Bob Gibson had one of the best seasons ever in 1968 for St. Louis when he led the National League with an ERA of 1.12, posted 13 shutouts, and recorded a win-loss mark of 22-9. It seems odd that Gibson lost nine games, but further investigation shows that the Cardinals scored a total of 12 runs in those defeats.

He could have easily won 30 games, something that had been done in the American League that season when Detroit’s Denny McLain won 31 games in a campaign that was not nearly as dominating as Gibson’s.

Most games pitched by those two gentlemen in 1968 were quality starts, unlike the pitching efforts earning the same rewards in today’s game.

An ERA of 4.50 is not a quality start.

Secondly, a pitcher can pitch more than six innings and allow more than three runs but end up with a lower ERA than the QS ERA of 4.50. For example, a pitcher throws nine innings and allows four earned runs for a ERA of 4.00–not a quality start.
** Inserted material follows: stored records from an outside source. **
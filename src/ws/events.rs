//! Typed publish/subscribe channel.

use std::fmt;
use std::sync::atomic::{AtomicU64, Ordering};
use std::sync::{Arc, Mutex, MutexGuard};

use tokio::sync::mpsc;

type Listener<T> = Arc<dyn Fn(&T) + Send + Sync>;

/// Handle returned by [`EventChannel::listen`], used to remove the listener.
#[derive(Debug, Clone, Copy, PartialEq, Eq, Hash)]
pub struct ListenerId(u64);

/// Fan-out of one event type to any number of listeners.
///
/// Listeners run synchronously on the emitting task, in registration order.
/// They are called outside the channel's lock, so a listener may add or
/// remove listeners on the same channel.
pub struct EventChannel<T> {
    listeners: Mutex<Vec<(ListenerId, Listener<T>)>>,
    next_id: AtomicU64,
}

impl<T> Default for EventChannel<T> {
    fn default() -> Self {
        Self {
            listeners: Mutex::new(Vec::new()),
            next_id: AtomicU64::new(0),
        }
    }
}

impl<T> EventChannel<T> {
    /// Empty channel.
    pub fn new() -> Self {
        Self::default()
    }

    fn lock(&self) -> MutexGuard<'_, Vec<(ListenerId, Listener<T>)>> {
        self.listeners
            .lock()
            .unwrap_or_else(|poisoned| poisoned.into_inner())
    }

    /// Add a listener.
    pub fn listen(&self, listener: impl Fn(&T) + Send + Sync + 'static) -> ListenerId {
        let id = ListenerId(self.next_id.fetch_add(1, Ordering::Relaxed));
        self.lock().push((id, Arc::new(listener)));
        id
    }

    /// Remove a listener. Returns whether it was registered.
    pub fn remove(&self, id: ListenerId) -> bool {
        let mut listeners = self.lock();
        let before = listeners.len();
        listeners.retain(|(existing, _)| *existing != id);
        listeners.len() != before
    }

    /// Remove every listener without notifying anyone.
    pub fn reset(&self) {
        self.lock().clear();
    }

    /// Number of registered listeners.
    pub fn listener_count(&self) -> usize {
        self.lock().len()
    }

    /// Deliver `event` to every listener registered at the time of the call.
    pub fn emit(&self, event: &T) {
        let snapshot: Vec<Listener<T>> = self
            .lock()
            .iter()
            .map(|(_, listener)| Arc::clone(listener))
            .collect();
        for listener in snapshot {
            listener(event);
        }
    }
}

impl<T: Clone + Send + 'static> EventChannel<T> {
    /// Receive events on an unbounded queue.
    ///
    /// The listener removes nothing on its own; call [`remove`](Self::remove)
    /// with the returned id, or [`reset`](Self::reset), to stop delivery.
    pub fn stream(&self) -> (ListenerId, mpsc::UnboundedReceiver<T>) {
        let (tx, rx) = mpsc::unbounded_channel();
        let id = self.listen(move |event: &T| {
            let _ = tx.send(event.clone());
        });
        (id, rx)
    }
}

impl<T> fmt::Debug for EventChannel<T> {
    fn fmt(&self, f: &mut fmt::Formatter<'_>) -> fmt::Result {
        f.debug_struct("EventChannel")
            .field("listeners", &self.listener_count())
            .finish()
    }
}
//! Core types shared by the HTTP pipeline and the subscription protocol.

pub mod constants;
mod deferred;
mod error;
mod result;

pub use constants::*;
pub use deferred::{Deferred, DeferredState};
pub use error::{DeferredError, DeferredPhase, TetherError};
pub use result::{ApiFailure, ResultCode};
//! Built-in interceptors.
//!
//! [`Pipeline::standard`](super::Pipeline::standard) registers them as
//! `[BaseUrl, Auth, Normalize, Resilience]`.

mod auth;
mod base_url;
mod normalize;
mod resilience;

pub use auth::{AuthConfig, AuthInterceptor};
pub use base_url::BaseUrlInterceptor;
pub use normalize::NormalizeInterceptor;
pub use resilience::{ResilienceConfig, ResilienceInterceptor};
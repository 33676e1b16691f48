//! Offline hold and bounded silent replay.
//!
//! While the shared connectivity flag reads offline, outgoing requests are
//! held until it clears. When a request comes back with an unavailable status
//! or no response at all, the stage marks the process offline, waits for
//! connectivity to return and replays the request through the owning
//! pipeline's top-level entry point. After [`ResilienceConfig::max_retries`]
//! replays the last outcome is handed back as-is: a response stays a
//! response, an error stays an error.
//!
//! A replay carries `ignore_response_transformation` so the inner passes of the
//! other stages skip it. The flag is restored to its previous value when the
//! replay settles, so only the caller's own pass sees the final outcome.

use std::sync::OnceLock;

use async_trait::async_trait;
use tracing::{debug, info, warn};

use crate::core::Deferred;
use crate::core::constants::{EXEMPT_PATHS, MAX_RETRIES, UNAVAILABLE_STATUSES};
use crate::http::descriptor::RequestDescriptor;
use crate::http::error::PipelineError;
use crate::http::interceptor::{Interceptor, PipelineHandle};
use crate::http::response::ResponseEnvelope;
use crate::state::ConnectivityMonitor;

/// Retry policy.
#[derive(Debug, Clone)]
pub struct ResilienceConfig {
    /// Replays allowed per caller-visible request.
    pub max_retries: u32,

    /// Statuses treated as "server unavailable". No response at all always is.
    pub unavailable_statuses: Vec<u16>,

    /// Paths never held or replayed.
    pub exempt_paths: Vec<String>,
}

impl Default for ResilienceConfig {
    fn default() -> Self {
        Self {
            max_retries: MAX_RETRIES,
            unavailable_statuses: UNAVAILABLE_STATUSES.to_vec(),
            exempt_paths: EXEMPT_PATHS.iter().map(|p| p.to_string()).collect(),
        }
    }
}

impl ResilienceConfig {
    /// Whether `path` matches an exempt path exactly or as a trailing segment.
    pub fn is_exempt(&self, path: &str) -> bool {
        let path = path.trim_matches('/');
        self.exempt_paths.iter().any(|exempt| {
            let exempt = exempt.trim_matches('/');
            path == exempt
                || path
                    .strip_suffix(exempt)
                    .is_some_and(|head| head.ends_with('/'))
        })
    }

    /// Whether `status` means the server is unavailable. `None` is "no response".
    pub fn is_unavailable(&self, status: Option<u16>) -> bool {
        match status {
            None => true,
            Some(status) => self.unavailable_statuses.contains(&status),
        }
    }
}

/// The resilience stage. Register it innermost so it sees raw outcomes.
#[derive(Debug)]
pub struct ResilienceInterceptor {
    connectivity: ConnectivityMonitor,
    config: ResilienceConfig,
    pipeline: OnceLock<PipelineHandle>,
}

impl ResilienceInterceptor {
    /// Use `connectivity` as the shared offline flag.
    pub fn new(connectivity: ConnectivityMonitor, config: ResilienceConfig) -> Self {
        Self {
            connectivity,
            config,
            pipeline: OnceLock::new(),
        }
    }

    fn should_replay(&self, request: &RequestDescriptor, status: Option<u16>) -> bool {
        if !self.config.is_unavailable(status) || self.config.is_exempt(&request.path()) {
            return false;
        }
        if request.retry_count >= self.config.max_retries {
            warn!(
                url = %request.url,
                retry_count = request.retry_count,
                ?status,
                "retries exhausted, returning last outcome"
            );
            return false;
        }
        true
    }

    /// Wait for connectivity, then resubmit `request` through the pipeline.
    ///
    /// `None` when the pipeline is gone and nothing can be replayed.
    async fn replay(
        &self,
        mut request: RequestDescriptor,
    ) -> Option<Result<ResponseEnvelope, PipelineError>> {
        let pipeline = self.pipeline.get().and_then(PipelineHandle::upgrade)?;

        self.connectivity.go_offline_and_wait_online().await;

        let outer_flag = request.ignore_response_transformation;
        request.retry_count += 1;
        request.ignore_response_transformation = true;
        info!(url = %request.url, retry_count = request.retry_count, "replaying request");

        let reply: Deferred<ResponseEnvelope, PipelineError> = Deferred::new();
        let completer = reply.clone();
        tokio::spawn(async move {
            let completed = match pipeline.request(request).await {
                Ok(response) => completer.resolve(response),
                Err(e) => completer.reject(e),
            };
            if let Err(e) = completed {
                warn!(error = %e, "replay outcome dropped");
            }
        });

        let outcome = match reply.wait().await {
            Ok(mut response) => {
                response.request.ignore_response_transformation = outer_flag;
                Ok(response)
            }
            Err(mut e) => {
                if let Some(request) = e.request_mut() {
                    request.ignore_response_transformation = outer_flag;
                }
                Err(e)
            }
        };
        Some(outcome)
    }
}

#[async_trait]
impl Interceptor for ResilienceInterceptor {
    fn name(&self) -> &'static str {
        "resilience"
    }

    fn attach(&self, pipeline: PipelineHandle) {
        if self.pipeline.set(pipeline).is_err() {
            warn!("resilience stage already attached to a pipeline");
        }
    }

    async fn on_request(
        &self,
        request: RequestDescriptor,
    ) -> Result<RequestDescriptor, PipelineError> {
        if self.connectivity.is_offline() && !self.config.is_exempt(&request.path()) {
            debug!(url = %request.url, "offline, holding request");
            self.connectivity.wait_online().await;
        }
        Ok(request)
    }

    async fn on_response(
        &self,
        response: ResponseEnvelope,
    ) -> Result<ResponseEnvelope, PipelineError> {
        if !self.should_replay(&response.request, Some(response.status)) {
            return Ok(response);
        }
        match self.replay(response.request.clone()).await {
            Some(outcome) => outcome,
            None => Ok(response),
        }
    }

    async fn on_response_error(
        &self,
        error: PipelineError,
    ) -> Result<ResponseEnvelope, PipelineError> {
        let status = match &error {
            PipelineError::Network { .. } => None,
            PipelineError::Status { response } => Some(response.status),
            _ => return Err(error),
        };
        let Some(request) = error.request() else {
            return Err(error);
        };
        if !self.should_replay(request, status) {
            return Err(error);
        }
        match self.replay(request.clone()).await {
            Some(outcome) => outcome,
            None => Err(error),
        }
    }
}

#[cfg(test)]
mod tests {
    use super::*;

    #[test]
    fn test_exempt_paths() {
        let config = ResilienceConfig::default();
        assert!(config.is_exempt("status/ping"));
        assert!(config.is_exempt("/auth/login"));
        assert!(config.is_exempt("v2/auth/logout"));
        assert!(!config.is_exempt("devices"));
        assert!(!config.is_exempt("myauth/login"));
    }

    #[test]
    fn test_unavailable_statuses() {
        let config = ResilienceConfig::default();
        assert!(config.is_unavailable(None));
        assert!(config.is_unavailable(Some(503)));
        assert!(config.is_unavailable(Some(522)));
        assert!(!config.is_unavailable(Some(500)));
        assert!(!config.is_unavailable(Some(200)));
    }
}
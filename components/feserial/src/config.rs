//! Driver configuration
//!
//! Everything has a default matching the stock board description, so an
//! empty TOML table is a valid configuration:
//!
//! ```toml
//! compatible = ["free-electrons,serial"]
//! name_prefix = "feserial"
//! tx_wait = { mode = "bounded", max_polls = 1000000 }
//! ```

use serde::Deserialize;
use thiserror::Error;

use crate::{COMPATIBLE, DRIVER_NAME};

/// Configuration errors
#[derive(Debug, Error)]
pub enum ConfigError {
    #[error("Failed to parse config: {0}")]
    Parse(#[from] toml::de::Error),

    #[error("Invalid value for {field}: {reason}")]
    Invalid { field: &'static str, reason: String },
}

/// How the transmitter waits for THRE
#[derive(Debug, Clone, Copy, PartialEq, Eq, Default, Deserialize)]
#[serde(tag = "mode", rename_all = "lowercase")]
pub enum TxWait {
    /// Poll until ready, however long that takes
    #[default]
    Spin,

    /// Give up with a timeout after `max_polls` not-ready reads
    Bounded { max_polls: u32 },
}

/// Driver configuration
#[derive(Debug, Clone, PartialEq, Eq, Deserialize)]
#[serde(default, deny_unknown_fields)]
pub struct DriverConfig {
    /// Compatible strings the driver binds to
    pub compatible: Vec<String>,

    /// Device node names are `<name_prefix>-<hex base>`
    pub name_prefix: String,

    pub tx_wait: TxWait,
}

impl Default for DriverConfig {
    fn default() -> Self {
        Self {
            compatible: vec![COMPATIBLE.to_string()],
            name_prefix: DRIVER_NAME.to_string(),
            tx_wait: TxWait::Spin,
        }
    }
}

impl DriverConfig {
    /// Parse and validate a TOML configuration
    pub fn from_toml(text: &str) -> Result<Self, ConfigError> {
        let config: Self = toml::from_str(text)?;
        config.validate()?;
        Ok(config)
    }

    pub fn validate(&self) -> Result<(), ConfigError> {
        if self.compatible.is_empty() {
            return Err(ConfigError::Invalid {
                field: "compatible",
                reason: "at least one compatible string is required".to_string(),
            });
        }

        if self.name_prefix.is_empty() || self.name_prefix.contains('/') {
            return Err(ConfigError::Invalid {
                field: "name_prefix",
                reason: format!("{:?} is not a valid node name prefix", self.name_prefix),
            });
        }

        if self.tx_wait == (TxWait::Bounded { max_polls: 0 }) {
            return Err(ConfigError::Invalid {
                field: "tx_wait",
                reason: "max_polls must be at least 1".to_string(),
            });
        }

        Ok(())
    }
}
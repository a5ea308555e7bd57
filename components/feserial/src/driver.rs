//! Instance manager: probe and remove
//!
//! Probe order is resource → bookkeeping → mapping → power → hardware setup
//! → node registration. Any failure undoes the steps before it, so a failed
//! probe leaves nothing mapped, held or registered.

use std::sync::Arc;

use dddk_runtime::{
    DeviceRegistry, DriverError, MapError, MemResource, PlatformDevice, PlatformDriver, PmHold,
    RegisterWindow, ResourceMapper, Result,
};
use log::{error, info, warn};

use crate::config::DriverConfig;
use crate::device::{device_name, FeSerial};
use crate::regs::REG_BLOCK_SIZE;
use crate::{uart, CLOCK_FREQUENCY, DRIVER_NAME};

/// Everything held on behalf of one bound device
struct Binding<W: RegisterWindow> {
    res: MemResource,
    device: Arc<FeSerial<W>>,
    // Released on drop, after the node is gone
    _power: PmHold,
}

/// Platform driver for free-electrons serial ports
pub struct FeSerialDriver<M: ResourceMapper, R: DeviceRegistry> {
    config: DriverConfig,
    mapper: M,
    registry: R,
    bound: Vec<Binding<M::Window>>,
}

impl<M, R> FeSerialDriver<M, R>
where
    M: ResourceMapper,
    M::Window: 'static,
    R: DeviceRegistry,
{
    pub fn new(config: DriverConfig, mapper: M, registry: R) -> Self {
        Self {
            config,
            mapper,
            registry,
            bound: Vec::new(),
        }
    }

    pub fn config(&self) -> &DriverConfig {
        &self.config
    }

    pub fn mapper(&self) -> &M {
        &self.mapper
    }

    pub fn mapper_mut(&mut self) -> &mut M {
        &mut self.mapper
    }

    pub fn registry(&self) -> &R {
        &self.registry
    }

    /// Number of currently bound devices
    pub fn bound_count(&self) -> usize {
        self.bound.len()
    }

    fn find(&self, base: u64) -> Option<usize> {
        self.bound.iter().position(|b| b.res.start == base)
    }
}

impl<M, R> PlatformDriver for FeSerialDriver<M, R>
where
    M: ResourceMapper,
    M::Window: 'static,
    R: DeviceRegistry,
{
    type Instance = Arc<FeSerial<M::Window>>;

    fn driver_name(&self) -> &'static str {
        DRIVER_NAME
    }

    fn matches(&self, pdev: &dyn PlatformDevice) -> bool {
        self.config.compatible.iter().any(|c| pdev.is_compatible(c))
    }

    fn probe(&mut self, pdev: &dyn PlatformDevice) -> Result<Self::Instance> {
        if !self.matches(pdev) {
            return Err(DriverError::NotMatched { driver: DRIVER_NAME });
        }

        let res = pdev.mem_resource(0).ok_or_else(|| {
            error!("{}: cannot get memory resource", pdev.name());
            DriverError::NoResource
        })?;

        if self.find(res.start).is_some() {
            return Err(DriverError::Busy { base: res.start });
        }

        if res.size < REG_BLOCK_SIZE {
            error!("{}: resource of {:#x} bytes cannot hold the registers", pdev.name(), res.size);
            return Err(MapError::TooSmall {
                size: res.size,
                required: REG_BLOCK_SIZE,
            }
            .into());
        }

        self.bound.try_reserve(1)?;
        let name = device_name(&self.config.name_prefix, res.start)?;

        let mut regs = self.mapper.map(&res).map_err(|e| {
            error!("{}: cannot remap registers: {}", pdev.name(), e);
            e
        })?;

        let power = match PmHold::acquire(pdev.power_domain()) {
            Ok(hold) => hold,
            Err(e) => {
                error!("{}: cannot resume device: {}", pdev.name(), e);
                self.mapper.unmap(&res);
                return Err(e);
            }
        };

        let clock = pdev.property_u32(CLOCK_FREQUENCY).unwrap_or(0);
        let divisor = uart::configure(&mut regs, clock);

        let device = Arc::new(FeSerial::new(name, regs, self.config.tx_wait));
        if let Err(e) = self.registry.register(device.name(), device.clone()) {
            error!("{}: cannot register {}: {}", pdev.name(), device.name(), e);
            device.detach();
            drop(power);
            self.mapper.unmap(&res);
            return Err(e);
        }

        info!(
            "{}: {} at {:#x} (clock {} Hz, divisor {})",
            pdev.name(),
            device.name(),
            res.start,
            clock,
            divisor
        );

        self.bound.push(Binding {
            res,
            device: device.clone(),
            _power: power,
        });
        Ok(device)
    }

    fn remove(&mut self, pdev: &dyn PlatformDevice) {
        let Some(pos) = pdev.mem_resource(0).and_then(|res| self.find(res.start)) else {
            warn!("{}: remove of unbound device ignored", pdev.name());
            return;
        };

        let binding = self.bound.swap_remove(pos);
        self.registry.unregister(binding.device.name());
        binding.device.detach();
        self.mapper.unmap(&binding.res);

        info!("{}: removed {}", pdev.name(), binding.device.name());
    }
}
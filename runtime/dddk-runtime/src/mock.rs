//! Mock collaborators for host-side driver tests
//!
//! Every type here is cheap to clone or share, so a test can hand one copy
//! to the driver and keep another to inspect what the driver did.

use std::collections::BTreeMap;
use std::sync::atomic::{AtomicBool, AtomicUsize, Ordering};
use std::sync::Arc;

use spin::Mutex;

use crate::mmio::{MapError, RegisterWindow, ResourceMapper};
use crate::platform::{MemResource, PlatformDevice};
use crate::power::PowerDomain;
use crate::uaccess::{UserFault, UserSource};
use crate::{DriverError, Result};

// 16550 register indices and bits the model cares about
const THR: usize = 0;
const LCR: usize = 3;
const LSR: usize = 5;
const LCR_DLAB: u32 = 0x80;
const LSR_TX_READY: u32 = 0x60;

#[derive(Default)]
struct UartState {
    regs: BTreeMap<usize, u32>,
    writes: Vec<(usize, u32)>,
    tx: Vec<u8>,
    busy_per_byte: u32,
    busy_left: u32,
    stuck: bool,
    lsr_reads: usize,
}

/// Register-level model of a 16550-compatible UART
///
/// Bytes written to THR with DLAB clear are captured as transmitted. After
/// each byte, LSR reports the transmitter busy for a configurable number of
/// reads before THRE comes back.
#[derive(Clone, Default)]
pub struct Mock16550 {
    state: Arc<Mutex<UartState>>,
}

impl Mock16550 {
    /// Transmitter always ready
    pub fn new() -> Self {
        Self::default()
    }

    /// Transmitter busy for `polls` LSR reads before every byte
    pub fn with_busy_polls(polls: u32) -> Self {
        let uart = Self::default();
        {
            let mut s = uart.state.lock();
            s.busy_per_byte = polls;
            s.busy_left = polls;
        }
        uart
    }

    /// Transmitter never becomes ready
    pub fn stuck() -> Self {
        let uart = Self::default();
        uart.state.lock().stuck = true;
        uart
    }

    /// Every register write so far, as `(offset, value)`
    pub fn writes(&self) -> Vec<(usize, u32)> {
        self.state.lock().writes.clone()
    }

    /// Bytes that went out on the wire
    pub fn transmitted(&self) -> Vec<u8> {
        self.state.lock().tx.clone()
    }

    /// Number of LSR reads so far
    pub fn lsr_reads(&self) -> usize {
        self.state.lock().lsr_reads
    }

    /// Last value written to register `offset`
    pub fn reg(&self, offset: usize) -> u32 {
        self.state.lock().regs.get(&offset).copied().unwrap_or(0)
    }

    /// Forget recorded writes and transmitted bytes
    pub fn clear_log(&self) {
        let mut s = self.state.lock();
        s.writes.clear();
        s.tx.clear();
    }
}

impl RegisterWindow for Mock16550 {
    fn read32(&self, offset: usize) -> u32 {
        let mut s = self.state.lock();
        if offset != LSR {
            return s.regs.get(&offset).copied().unwrap_or(0);
        }

        s.lsr_reads += 1;
        if s.stuck {
            0
        } else if s.busy_left > 0 {
            s.busy_left -= 1;
            0
        } else {
            LSR_TX_READY
        }
    }

    fn write32(&mut self, value: u32, offset: usize) {
        let mut s = self.state.lock();
        s.writes.push((offset, value));

        let dlab = s.regs.get(&LCR).copied().unwrap_or(0) & LCR_DLAB != 0;
        if offset == THR && !dlab {
            s.tx.push(value as u8);
            s.busy_left = s.busy_per_byte;
        }
        s.regs.insert(offset, value);
    }
}

/// Power domain that counts usage references
#[derive(Default)]
pub struct MockPower {
    gets: AtomicUsize,
    puts: AtomicUsize,
    enabled: AtomicBool,
    fail_resume: bool,
}

impl MockPower {
    pub fn new() -> Self {
        Self::default()
    }

    /// Domain whose resume always fails
    pub fn failing() -> Self {
        Self {
            fail_resume: true,
            ..Self::default()
        }
    }

    /// Outstanding usage references
    pub fn active(&self) -> usize {
        self.gets.load(Ordering::SeqCst) - self.puts.load(Ordering::SeqCst)
    }

    pub fn gets(&self) -> usize {
        self.gets.load(Ordering::SeqCst)
    }

    pub fn puts(&self) -> usize {
        self.puts.load(Ordering::SeqCst)
    }

    pub fn enabled(&self) -> bool {
        self.enabled.load(Ordering::SeqCst)
    }
}

impl PowerDomain for MockPower {
    fn enable(&self) {
        self.enabled.store(true, Ordering::SeqCst);
    }

    fn get_sync(&self) -> Result<()> {
        if self.fail_resume {
            return Err(DriverError::Power("resume failed".to_string()));
        }
        self.gets.fetch_add(1, Ordering::SeqCst);
        Ok(())
    }

    fn put(&self) {
        self.puts.fetch_add(1, Ordering::SeqCst);
    }

    fn disable(&self) {
        self.enabled.store(false, Ordering::SeqCst);
    }
}

/// Hand-built platform device
pub struct MockPlatformDevice {
    name: String,
    compatible: Vec<String>,
    mem: Vec<MemResource>,
    props: BTreeMap<String, u32>,
    power: Arc<MockPower>,
}

impl MockPlatformDevice {
    pub fn new(name: &str) -> Self {
        Self {
            name: name.to_string(),
            compatible: Vec::new(),
            mem: Vec::new(),
            props: BTreeMap::new(),
            power: Arc::new(MockPower::new()),
        }
    }

    pub fn compatible(mut self, compatible: &str) -> Self {
        self.compatible.push(compatible.to_string());
        self
    }

    pub fn mem(mut self, start: u64, size: u64) -> Self {
        self.mem.push(MemResource::new(start, size));
        self
    }

    pub fn property(mut self, name: &str, value: u32) -> Self {
        self.props.insert(name.to_string(), value);
        self
    }

    pub fn with_power(mut self, power: Arc<MockPower>) -> Self {
        self.power = power;
        self
    }

    pub fn power(&self) -> Arc<MockPower> {
        self.power.clone()
    }
}

impl PlatformDevice for MockPlatformDevice {
    fn name(&self) -> &str {
        &self.name
    }

    fn is_compatible(&self, compatible: &str) -> bool {
        self.compatible.iter().any(|c| c == compatible)
    }

    fn mem_resource(&self, index: usize) -> Option<MemResource> {
        self.mem.get(index).copied()
    }

    fn property_u32(&self, name: &str) -> Option<u32> {
        self.props.get(name).copied()
    }

    fn power_domain(&self) -> Arc<dyn PowerDomain> {
        self.power.clone()
    }
}

/// Mapper that hands out [`Mock16550`] windows keyed by physical base
#[derive(Default)]
pub struct MockMapper {
    windows: BTreeMap<u64, Mock16550>,
    mapped: Vec<MemResource>,
    fail_next: Option<MapError>,
}

impl MockMapper {
    pub fn new() -> Self {
        Self::default()
    }

    /// Use `window` for the resource starting at `base`
    pub fn prepare(&mut self, base: u64, window: Mock16550) {
        self.windows.insert(base, window);
    }

    /// Handle on the window mapped (or prepared) for `base`
    pub fn window(&self, base: u64) -> Option<Mock16550> {
        self.windows.get(&base).cloned()
    }

    /// Make the next `map` call fail with `err`
    pub fn fail_next(&mut self, err: MapError) {
        self.fail_next = Some(err);
    }

    pub fn is_mapped(&self, base: u64) -> bool {
        self.mapped.iter().any(|r| r.start == base)
    }
}

impl ResourceMapper for MockMapper {
    type Window = Mock16550;

    fn map(&mut self, res: &MemResource) -> core::result::Result<Mock16550, MapError> {
        if let Some(err) = self.fail_next.take() {
            return Err(err);
        }
        if let Some(other) = self.mapped.iter().find(|r| r.overlaps(res)) {
            return Err(MapError::Busy {
                start: other.start,
                end: other.end(),
            });
        }
        self.mapped.push(*res);
        Ok(self.windows.entry(res.start).or_default().clone())
    }

    fn unmap(&mut self, res: &MemResource) {
        self.mapped.retain(|r| r != res);
    }
}

/// Caller buffer whose memory becomes inaccessible at `fault_at`
pub struct FaultingSource {
    bytes: Vec<u8>,
    fault_at: usize,
}

impl FaultingSource {
    pub fn new(bytes: &[u8], fault_at: usize) -> Self {
        Self {
            bytes: bytes.to_vec(),
            fault_at,
        }
    }
}

impl UserSource for FaultingSource {
    fn len(&self) -> usize {
        self.bytes.len()
    }

    fn fetch(&self, index: usize) -> core::result::Result<u8, UserFault> {
        if index >= self.fault_at {
            return Err(UserFault { offset: index });
        }
        self.bytes.get(index).copied().ok_or(UserFault { offset: index })
    }
}
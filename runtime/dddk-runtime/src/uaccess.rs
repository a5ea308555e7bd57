//! Copies across the user/kernel boundary
//!
//! Drivers never dereference caller memory directly. Bytes come in through a
//! [`UserSource`] and results go out through a [`UserSink`]; either side may
//! fault, and a fault is reported rather than skipped.

use thiserror::Error;

/// Inaccessible caller memory
#[derive(Debug, Clone, Copy, PartialEq, Eq, Error)]
#[error("user access fault at offset {offset}")]
pub struct UserFault {
    pub offset: usize,
}

/// Caller buffer the driver reads from
pub trait UserSource {
    /// Length the caller claims the buffer has
    fn len(&self) -> usize;

    fn is_empty(&self) -> bool {
        self.len() == 0
    }

    /// Copy in the byte at `index`
    fn fetch(&self, index: usize) -> Result<u8, UserFault>;
}

/// Caller buffer that is already accessible, e.g. an in-kernel writer
#[derive(Debug, Clone, Copy)]
pub struct UserSlice<'a> {
    bytes: &'a [u8],
}

impl<'a> UserSlice<'a> {
    pub fn new(bytes: &'a [u8]) -> Self {
        Self { bytes }
    }
}

impl UserSource for UserSlice<'_> {
    fn len(&self) -> usize {
        self.bytes.len()
    }

    fn fetch(&self, index: usize) -> Result<u8, UserFault> {
        self.bytes.get(index).copied().ok_or(UserFault { offset: index })
    }
}

/// Caller location the driver writes a result to
pub trait UserSink {
    /// Copy out a 32-bit value
    fn put_u32(&mut self, value: u32) -> Result<(), UserFault>;
}

impl UserSink for u32 {
    fn put_u32(&mut self, value: u32) -> Result<(), UserFault> {
        *self = value;
        Ok(())
    }
}

/// A possibly-null out pointer
impl UserSink for Option<&mut u32> {
    fn put_u32(&mut self, value: u32) -> Result<(), UserFault> {
        match self {
            Some(slot) => {
                **slot = value;
                Ok(())
            }
            None => Err(UserFault { offset: 0 }),
        }
    }
}

/// Argument for requests that consume none
#[derive(Debug, Default, Clone, Copy)]
pub struct NoArg;

impl UserSink for NoArg {
    fn put_u32(&mut self, _value: u32) -> Result<(), UserFault> {
        Err(UserFault { offset: 0 })
    }
}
In addition, there are ‘quirky’ pitching performances that throw the quality start guidelines out of whack. In a column for Sports Illustrated in 2011, scribe Joe Posnanski provided some examples that further confused the quality start issue:

I propose that a quality start is based on a minimum of six innings, but is only awarded if the pitcher posts an ERA of less than 3.00 for that game. We have calculators and computers these days, so it would not be that difficult to figure out.

A quality start should be a quality start, not an average one.